Saturday, June 1, 2013

Joyce B. Lohse Revisited



Joyce Lohse is an award-winning biographer and journalist, who accepted induction in the Colorado Women Hall of Fame for Eliza Routt, the subject of one of her biographies. Since 2002, she has worked as administrator for Women Writing the West.

Joyce, your books have won quite a few awards, which tells me that you spend a lot of time in research and writing. Which book was the most difficult to write and which did you enjoy most?
Each book has its own set of advantages and challenges. My shortest book, Justina Ford: Medical Pioneer, the first title in the “Now You Know Bio” series from Filter Press, was most difficult to write. Although Dr. Ford was a wonderful character, research material contemporary to her lifetime was scarce. Fortunately, she received recognition and was interviewed toward the end of her life. Through those precious retrospective articles, I was able to find her voice, and learn about her experiences, obstacles, and personality.

First Governor, First Lady: John and Eliza Routt of Colorado, is a personal favorite. For years, I was a journalistic drifter, unsure how and where to apply my writing skills. Through genealogy research of my ancestral cousin, Eliza Pickrell Routt, I found my niche in the world of biographies. Extensive research of the Routt’s lives and characters took about five years. That project also helped develop my knowledge and love of Colorado history. In 2008, I attained and accepted induction in the Colorado Women’s Hall of Fame for Eliza Routt. It was an accomplishment to speak on her behalf, and share her story with an audience of 750+ people.

Tell us about your journalism background. When did you begin writing?

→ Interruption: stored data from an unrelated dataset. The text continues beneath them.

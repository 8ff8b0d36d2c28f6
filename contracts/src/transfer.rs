//! # Value Transfer
//!
//! The vault decides *whether* and *how much* to pay. Actually moving the
//! money, and delivering the payload to the destination, is the job of a
//! [`Transfer`] implementation supplied by the host.
//!
//! [`LedgerTransfer`] is the in-process implementation the node uses: an
//! append-only book of payouts with running per-destination totals. It can
//! be told to refuse specific destinations, which is how a host models a
//! payee that bounces incoming funds.

use std::collections::{HashMap, HashSet};

use chrono::{DateTime, Utc};
use serde::{Deserialize, Serialize};
use thiserror::Error;

use quorum_protocol::Address;

/// Why a transfer did not go through.
#[derive(Debug, Clone, PartialEq, Eq, Error)]
pub enum TransferError {
    /// The destination refused the funds.
    #[error("destination {0} rejected the transfer")]
    Rejected(Address),

    /// The backend could not process the transfer at all.
    #[error("transfer backend unavailable: {0}")]
    Unavailable(String),

    /// Crediting the destination would overflow its running total.
    #[error("destination {0} total would overflow")]
    Overflow(Address),
}

/// Moves value out of the vault.
///
/// Implementations must be all-or-nothing: on `Err`, no value may have
/// left. The vault rolls its own bookkeeping back on `Err` and trusts the
/// implementation to have done the same.
pub trait Transfer {
    fn transfer(
        &mut self,
        destination: &Address,
        amount: u64,
        payload: &[u8],
    ) -> Result<(), TransferError>;
}

/// One completed outgoing transfer.
#[derive(Debug, Clone, PartialEq, Eq, Serialize, Deserialize)]
pub struct Payout {
    /// Position in the ledger, starting at 0.
    pub seq: u64,
    pub destination: Address,
    pub amount: u64,
    #[serde(with = "quorum_protocol::encoding::hex_bytes")]
    pub payload: Vec<u8>,
    pub at: DateTime<Utc>,
}

/// In-memory payout ledger.
#[derive(Debug, Default, Clone)]
pub struct LedgerTransfer {
    payouts: Vec<Payout>,
    totals: HashMap<Address, u64>,
    blocked: HashSet<Address>,
}

impl LedgerTransfer {
    /// Creates an empty ledger.
    pub fn new() -> Self {
        Self::default()
    }

    /// Rebuilds a ledger from previously recorded payouts.
    ///
    /// Payouts are re-sequenced in the order given, so the caller should
    /// pass them in their original order.
    pub fn from_payouts(payouts: impl IntoIterator<Item = Payout>) -> Result<Self, TransferError> {
        let mut ledger = Self::new();
        for p in payouts {
            ledger.record(p.destination, p.amount, p.payload, p.at)?;
        }
        Ok(ledger)
    }

    /// Refuses all future transfers to `destination`.
    pub fn block(&mut self, destination: Address) {
        self.blocked.insert(destination);
    }

    /// Lifts a previous [`block`](Self::block).
    pub fn unblock(&mut self, destination: &Address) {
        self.blocked.remove(destination);
    }

    /// Every payout so far, oldest first.
    pub fn payouts(&self) -> &[Payout] {
        &self.payouts
    }

    /// Total ever paid to `destination`.
    pub fn total_paid(&self, destination: &Address) -> u64 {
        self.totals.get(destination).copied().unwrap_or(0)
    }

    fn record(
        &mut self,
        destination: Address,
        amount: u64,
        payload: Vec<u8>,
        at: DateTime<Utc>,
    ) -> Result<(), TransferError> {
        let current = self.total_paid(&destination);
        let total = current
            .checked_add(amount)
            .ok_or(TransferError::Overflow(destination))?;
        self.totals.insert(destination, total);
        self.payouts.push(Payout {
            seq: self.payouts.len() as u64,
            destination,
            amount,
            payload,
            at,
        });
        Ok(())
    }
}

impl Transfer for LedgerTransfer {
    fn transfer(
        &mut self,
        destination: &Address,
        amount: u64,
        payload: &[u8],
    ) -> Result<(), TransferError> {
        if self.blocked.contains(destination) {
            return Err(TransferError::Rejected(*destination));
        }
        self.record(*destination, amount, payload.to_vec(), Utc::now())
    }
}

I wrote stories and learned the power of the pen at an early age. A poem I wrote about my father riding the commuter train to Chicago each day was published in the local newspaper. Readers loved it. Soon, I was editor of the junior high newspaper, and was forevermore hooked on writing.

Later, at Northern Illinois University, I received a rock solid, old-school journalism education, producing stories with yellow second sheets on a manual typewriter. My specialties were feature writing and photojournalism. I especially enjoyed writing profiles about people and their lives.

For whom do you write?

I write for “all ages.” My titles for the “Now You Know Bios” series from Filter Press, an independent commercial publisher in Palmer Lake, Colorado, makes them accessible to many readers. My simple and direct journalistic style lends itself to a wide reading audience. However, I need to restrain myself from getting carried away. For instance, I acquired enough material about General William Palmer and Baby Doe Tabor to write two or three bios.  Although it was a sad and painful process to remove half of my work from the Palmer manuscript, the book has done well. It received the 2010 Best YA Nonfiction Award from the Colorado Author’s League.
 
What sparks your interest in people that determines whether you write about them?

I enjoy writing about pioneers. It is extremely important that the stories of early pathfinders are shared and preserved in western history. Women’s history is especially important and appealing to me, although I do not wish to be pegged as only a women’s writer, or a feminist. For that reason, I also write about men. I choose all my subjects carefully. More accurately, they choose me. When good stories make themselves available or known to me, I am naturally compelled to share and preserve them through biographies.

What does membership in Women Writing the West mean to you?

Women Writing the West has a hugely positive impact on my writing. When I joined the group, I had one self-published book to my credit. My seventh book has since been published by Filter Press. WWW provides innumerable ideas, education, inspiration, and networking opportunities, as well as role models, friendships, and adventures in an otherwise isolated occupation. I am so fortunate to be part of a sharing community of talented western writers.

How would you spend your time, if not a writer?

My work has always revolved around publishing and administrative skills. For fifteen years, I was a self-employed typographer and pre-press graphic artist. I have worked in sidelines of writing, research, and publishing, but never far from it. Jaunts and outings with friends have a way of turning into research and photo excursions, often to historic settings, and always great fun.

What do you enjoy most about writing and what annoys you?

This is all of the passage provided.